雪原 氷の心の中(1)
私は『戦国武将の心を掴むのは君〜ラブの数は銀河の広大さをもってしても計り知れぬ〜』ってゲームがすごく好き。
だから、来る日も来る日もずっとこのゲームをプレイしていたわ。
それこそ、もう完全クリアしてしまった後も......実際の歴史人物とは見た目も何もかもが全く異なる超イケメンの豊臣秀吉を攻略することに熱中していたのよ。
今が十二月で、このゲームを初めてプレイしたのが確か七月。画面の左上に攻略をサポートしてくれる《エンタイス・スクエア》というシステムが存在しているのだけど、これも私がこの恋愛ゲーにのめり込む大きな理由だった。
《好感度》がカンストしようが、ものすごい量のデータが溜まってしまって、豊臣秀吉がバグって『やあ! 今日はいい天気だね』っていう表示が『やあやあやあやあやあやあやあやあ』みたいなことになっても、私は豊臣秀吉を愛していたわ。

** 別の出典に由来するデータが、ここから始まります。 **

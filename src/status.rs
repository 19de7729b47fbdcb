use chrono::{DateTime, Utc};
use serde::{Deserialize, Serialize};

use crate::coin::{ChainTip, NameCoin, NameOperation};
use crate::names::name_expiration_datetime_estimate;

/// Minimum confirmations assumed for a pending registration when estimating
/// its ETA. This is a fixed approximation; it should eventually come from the
/// queued first-update's actual minimum-confirmation requirement.
pub const DEFAULT_REGISTRATION_CONFIRMATIONS: u32 = 12;

/// Average block time in minutes, used for the registration ETA.
pub const MINUTES_PER_BLOCK: i64 = 10;

/// Display status of a name coin. `expires_in_blocks` and `expires_at` are
/// present iff the coin carries an update operation and the chain tip is known.
#[derive(Serialize, Deserialize, Debug, Clone, PartialEq)]
pub struct DerivedStatus {
    pub status_text: String,
    pub expires_in_blocks: Option<i64>,
    pub expires_at: Option<DateTime<Utc>>,
}

/// Derives display statuses for name coins. Pure over its inputs; an absent
/// chain tip or coin height simply yields the pending branches.
#[derive(Debug, Clone, Copy)]
pub struct StatusDeriver {
    pub registration_confirmations: u32,
}

impl Default for StatusDeriver {
    fn default() -> Self {
        StatusDeriver {
            registration_confirmations: DEFAULT_REGISTRATION_CONFIRMATIONS,
        }
    }
}

impl StatusDeriver {
    pub fn derive(&self, coin: &NameCoin, tip: Option<&ChainTip>) -> DerivedStatus {
        match coin.name_op {
            Some(NameOperation::AnyUpdate { .. }) => {
                let estimate = tip.and_then(|tip| {
                    name_expiration_datetime_estimate(coin.height, tip.block_height, tip.timestamp)
                });

                match estimate {
                    Some((expires_in, expires_at)) => DerivedStatus {
                        status_text: String::new(),
                        expires_in_blocks: Some(expires_in),
                        expires_at: Some(expires_at),
                    },
                    None => DerivedStatus {
                        status_text: String::from("Update Pending"),
                        expires_in_blocks: None,
                        expires_at: None,
                    },
                }
            }
            _ => {
                // name_new, whether or not a first-update is queued for it
                let status_text = match (coin.height, tip) {
                    (Some(height), Some(tip)) => {
                        let blocks_left = height as i64 - tip.block_height as i64
                            + self.registration_confirmations as i64;
                        format!(
                            "Registration Pending, ETA {}min",
                            MINUTES_PER_BLOCK * blocks_left
                        )
                    }
                    _ => String::from("Registration Pending"),
                };

                DerivedStatus {
                    status_text,
                    expires_in_blocks: None,
                    expires_at: None,
                }
            }
        }
    }
}

/// The operation to take the display name and value from: the coin's own
/// update operation, or the queued first-update's operation for a name_new
/// whose first-update the wallet has already built. A name_new with no queued
/// first-update keeps its own operation, which carries no name or value.
pub fn effective_name_op<'a>(
    coin: &'a NameCoin,
    queued_firstupdate: Option<&'a NameCoin>,
) -> Option<&'a NameOperation> {
    match coin.name_op {
        Some(NameOperation::AnyUpdate { .. }) => coin.name_op.as_ref(),
        Some(NameOperation::New) => match queued_firstupdate.and_then(|c| c.name_op.as_ref()) {
            Some(op @ NameOperation::AnyUpdate { .. }) => Some(op),
            _ => coin.name_op.as_ref(),
        },
        None => None,
    }
}

#[cfg(test)]
mod tests {
    use super::*;
    use crate::wallet::OutPoint;

    fn new_coin(height: Option<u32>) -> NameCoin {
        NameCoin {
            outpoint: OutPoint::new([1; 32], 0),
            height,
            address: String::from("N1testaddress"),
            name_op: Some(NameOperation::New),
        }
    }

    fn update_coin(height: Option<u32>) -> NameCoin {
        NameCoin {
            outpoint: OutPoint::new([2; 32], 1),
            height,
            address: String::from("N2testaddress"),
            name_op: Some(NameOperation::AnyUpdate {
                name: b"d/example".to_vec(),
                value: b"{}".to_vec(),
            }),
        }
    }

    #[test]
    fn registration_pending_without_tip() {
        let status = StatusDeriver::default().derive(&new_coin(None), None);

        assert_eq!(status.status_text, "Registration Pending");
        assert_eq!(status.expires_in_blocks, None);
        assert_eq!(status.expires_at, None);
    }

    #[test]
    fn registration_eta_at_tip_height() {
        let tip = ChainTip {
            block_height: 100,
            timestamp: 1_700_000_000,
        };
        let status = StatusDeriver::default().derive(&new_coin(Some(100)), Some(&tip));

        // 10 minutes per block times the assumed 12 confirmations
        assert_eq!(status.status_text, "Registration Pending, ETA 120min");
        assert_eq!(status.expires_in_blocks, None);
    }

    #[test]
    fn registration_eta_ahead_of_tip() {
        let tip = ChainTip {
            block_height: 90,
            timestamp: 1_700_000_000,
        };
        let status = StatusDeriver::default().derive(&new_coin(Some(100)), Some(&tip));

        assert_eq!(status.status_text, "Registration Pending, ETA 220min");
    }

    #[test]
    fn registration_eta_honors_confirmation_override() {
        let deriver = StatusDeriver {
            registration_confirmations: 1,
        };
        let tip = ChainTip {
            block_height: 100,
            timestamp: 1_700_000_000,
        };
        let status = deriver.derive(&new_coin(Some(100)), Some(&tip));

        assert_eq!(status.status_text, "Registration Pending, ETA 10min");
    }

    #[test]
    fn update_gets_expiration_estimate() {
        let tip = ChainTip {
            block_height: 500,
            timestamp: 1_700_000_000,
        };
        let status = StatusDeriver::default().derive(&update_coin(Some(400)), Some(&tip));

        assert_eq!(status.status_text, "");
        assert_eq!(
            status.expires_in_blocks,
            Some(400 + crate::names::NAME_EXPIRATION_BLOCKS - 500)
        );
        assert!(status.expires_at.is_some());
    }

    #[test]
    fn unconfirmed_update_is_pending() {
        let tip = ChainTip {
            block_height: 500,
            timestamp: 1_700_000_000,
        };
        let status = StatusDeriver::default().derive(&update_coin(None), Some(&tip));

        assert_eq!(status.status_text, "Update Pending");
        assert_eq!(status.expires_in_blocks, None);
    }

    #[test]
    fn update_without_tip_is_pending() {
        let status = StatusDeriver::default().derive(&update_coin(Some(400)), None);

        assert_eq!(status.status_text, "Update Pending");
        assert_eq!(status.expires_in_blocks, None);
    }

    #[test]
    fn derive_is_pure() {
        let tip = ChainTip {
            block_height: 500,
            timestamp: 1_700_000_000,
        };
        let coin = update_coin(Some(400));
        let deriver = StatusDeriver::default();

        assert_eq!(deriver.derive(&coin, Some(&tip)), deriver.derive(&coin, Some(&tip)));
    }

    #[test]
    fn queued_firstupdate_resolves_name_op() {
        let coin = new_coin(Some(100));
        let queued = update_coin(None);

        let op = effective_name_op(&coin, Some(&queued)).unwrap();
        assert_eq!(op.name_value().unwrap().0, b"d/example");

        // Without a queued first-update the name_new stays unresolved
        let op = effective_name_op(&coin, None).unwrap();
        assert_eq!(op.name_value(), None);
    }
}
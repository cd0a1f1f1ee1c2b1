//! Tic-tac-toe on an N x N board.
//!
//! This crate provides the core game logic:
//! - Player identities with their display symbols
//! - Board representation with move validation and win detection
//! - Game state machine with strict turn alternation
//!
//! A line only counts when it spans the whole board, so a 4x4 game needs
//! four in a row. Input and output live outside this crate; the `tictactoe`
//! binary provides a console front end.
//!
//! # Modules
//!
//! - [`player`]: Player identity and symbol
//! - [`board`]: Grid state, legality checks, win detection, rendering
//! - [`game`]: Turn order and termination
//! - [`events`]: Outcomes reported by successful moves

pub mod board;
pub mod events;
pub mod game;
pub mod player;

// Re-export commonly used types
pub use board::{Board, BoardError, Cell, DEFAULT_SIZE};
pub use events::GameEvent;
pub use game::{Game, GameError, GameStatus};
pub use player::{Player, PlayerError, PlayerId};
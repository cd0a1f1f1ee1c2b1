//! Game board representation, move legality and win detection.
//!
//! This module contains:
//! - The cell type stored in the grid
//! - Board errors raised by illegal moves
//! - The square board itself, with line-based win detection and rendering

use crate::player::Player;
use serde::Serialize;
use std::fmt;
use thiserror::Error;

/// Board size used when none is given
pub const DEFAULT_SIZE: usize = 3;

const ROW_DIVIDER: &str = "---";
const COL_DIVIDER: &str = "|";

/// Errors raised when a move is not legal on the board.
///
/// Both variants are recoverable: the board is left untouched and the
/// caller may simply ask for another position.
#[derive(Debug, Clone, PartialEq, Eq, Error)]
pub enum BoardError {
    #[error("Invalid position")]
    InvalidPosition { row: usize, col: usize, size: usize },

    #[error("Position already occupied")]
    PositionOccupied { row: usize, col: usize },
}

/// What's in a single grid position
#[derive(Debug, Clone, Copy, PartialEq, Eq, Default, Serialize)]
pub enum Cell {
    /// Nothing placed yet
    #[default]
    Empty,
    /// Claimed by a player
    Occupied(Player),
}

impl Cell {
    /// Get the occupant of this cell, if any
    pub fn owner(&self) -> Option<Player> {
        match self {
            Cell::Empty => None,
            Cell::Occupied(p) => Some(*p),
        }
    }

    pub fn is_occupied(&self) -> bool {
        matches!(self, Cell::Occupied(_))
    }
}

/// A square grid of cells.
///
/// The grid never changes shape after construction, and an occupied cell is
/// never cleared or reassigned.
#[derive(Debug, Clone, PartialEq, Eq, Serialize)]
pub struct Board {
    size: usize,
    grid: Vec<Vec<Cell>>,
}

impl Board {
    /// Create an empty `size` x `size` board
    pub fn new(size: usize) -> Self {
        // Every row is its own allocation
        let grid = (0..size).map(|_| vec![Cell::Empty; size]).collect();
        Self { size, grid }
    }

    /// Number of rows (and columns)
    pub fn size(&self) -> usize {
        self.size
    }

    /// Get the cell at a position, or `None` if it is off the board
    pub fn cell(&self, row: usize, col: usize) -> Option<Cell> {
        self.grid.get(row)?.get(col).copied()
    }

    /// Check if no empty cell remains
    pub fn is_full(&self) -> bool {
        self.grid.iter().flatten().all(Cell::is_occupied)
    }

    /// Check if a position already holds a player.
    ///
    /// Positions off the board are reported as unoccupied.
    pub fn is_occupied(&self, row: usize, col: usize) -> bool {
        self.cell(row, col).is_some_and(|c| c.is_occupied())
    }

    /// Number of occupied cells
    pub fn occupied_count(&self) -> usize {
        self.grid.iter().flatten().filter(|c| c.is_occupied()).count()
    }

    /// Place a player's mark, after checking bounds and then occupancy
    pub fn make_move(&mut self, row: usize, col: usize, player: Player) -> Result<(), BoardError> {
        if row >= self.size || col >= self.size {
            return Err(BoardError::InvalidPosition {
                row,
                col,
                size: self.size,
            });
        }
        if self.is_occupied(row, col) {
            return Err(BoardError::PositionOccupied { row, col });
        }

        self.grid[row][col] = Cell::Occupied(player);
        Ok(())
    }

    /// Get the player holding a complete line, if any.
    ///
    /// Rows are checked first, then columns, then the two diagonals.
    pub fn get_winner(&self) -> Option<Player> {
        self.horizontal_winner()
            .or_else(|| self.vertical_winner())
            .or_else(|| self.diagonal_winner())
    }

    fn horizontal_winner(&self) -> Option<Player> {
        self.grid
            .iter()
            .find_map(|row| line_owner(row.iter().copied()))
    }

    fn vertical_winner(&self) -> Option<Player> {
        (0..self.size).find_map(|col| line_owner(self.grid.iter().map(|row| row[col])))
    }

    fn diagonal_winner(&self) -> Option<Player> {
        let n = self.size;
        line_owner((0..n).map(|i| self.grid[i][i]))
            .or_else(|| line_owner((0..n).map(|i| self.grid[i][n - 1 - i])))
    }

    /// Human-readable grid with `|` between cells and `---` lines between rows
    pub fn render(&self) -> String {
        let mut out = String::new();
        let divider = vec![ROW_DIVIDER; self.size].join(COL_DIVIDER);

        for (i, row) in self.grid.iter().enumerate() {
            let cells: Vec<String> = row
                .iter()
                .map(|cell| match cell.owner() {
                    Some(player) => format!(" {} ", player),
                    None => "   ".to_string(),
                })
                .collect();
            out.push_str(&cells.join(COL_DIVIDER));
            out.push('\n');

            if i + 1 != self.size {
                out.push_str(&divider);
                out.push('\n');
            }
        }

        out
    }
}

/// A line belongs to a player when its first cell is occupied and every
/// other cell holds the same player.
fn line_owner(mut cells: impl Iterator<Item = Cell>) -> Option<Player> {
    let first = cells.next()?.owner()?;
    cells
        .all(|cell| cell.owner() == Some(first))
        .then_some(first)
}

impl Default for Board {
    fn default() -> Self {
        Self::new(DEFAULT_SIZE)
    }
}

impl fmt::Display for Board {
    fn fmt(&self, f: &mut fmt::Formatter<'_>) -> fmt::Result {
        f.write_str(&self.render())
    }
}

私のこの愛は本物で、これからも豊臣秀吉を愛していくーーーそれは変わらない。
でも、最近おかしなことが発生した。
この恋愛ゲーの《エンタイス・スクエア》が......現実の私の視界左上にも出現したの。あり得ないでしょう? 私もあり得ないと思うわ。ちょっと邪魔だし。あと心配になったわ。このままずっとこんなのが視界にあったらどうしよう......って。
でもーーー
『おい氷!? 俺の視界左上に変なのが出たんだけど......』
『うわぁ何だこれ』
『じゃあまた屋上に集合な』
幼馴染の綾瀬 木綿の視界にも、まったく同じものーーー《エンタイス・スクエア》が出現していた。
こればかりは驚いたわ。
正直なところこの《エンタイス・スクエア》が出てきた時は『ああ恋愛ゲーにガチになりすぎて、とうとう頭がおかしくなったんだわ』と自身を憐れみの目で見たほどだった。
でも、木綿にも同じ表示が出たことでその説は消えた。
しかも何よ。
私たちの《攻略》する相手が、私は木綿で木綿は私? 私たちがお互いを好きになれってこと?
無理ね。木綿はすごくいい人間だわ。ちょっと頭悪いけど。でも恋愛に発展するなんて、まずあり得ない。
《綾瀬 木綿と結構しっかりめなキスをしろ》
いや何よこれっ! 無理に決まってるでしょ!
でもーーー
守らなかったら、多分木綿は恋愛ゲー版豊臣秀吉と同じ最後を辿るわ。すなわち、馬に乗って戦地へと赴き合戦の末に死亡。
いや馬もいないし戦地もなければ合戦も無いけれど。
でも、最悪の可能性が少しでもあるなら......阻止しなくちゃいけないわ。
私は、昼休みの木綿との作戦会議のあとで、気合いを入れた。
「私は木綿とキスする私は木綿とキスする私は豊臣秀吉とーーーじゃなくて木綿とキスする......」
そうやって、自身の胸のうちにあるこっ恥ずかしさをどうにか消すことができないか、と考えた。
でも無理よ! 絶対無理っ! いくら幼馴染でも異性! 異性! ああでも、私がやらなきゃ木綿は死ぬ......
きっと、木綿からはキスしてこない。私のためを思って、キスしてこないはず。
ーーーなら私からしてやる!
未だかつて、こんなにも瞳孔を開いた状態でキスをしようと思い至る女がいたのかしら。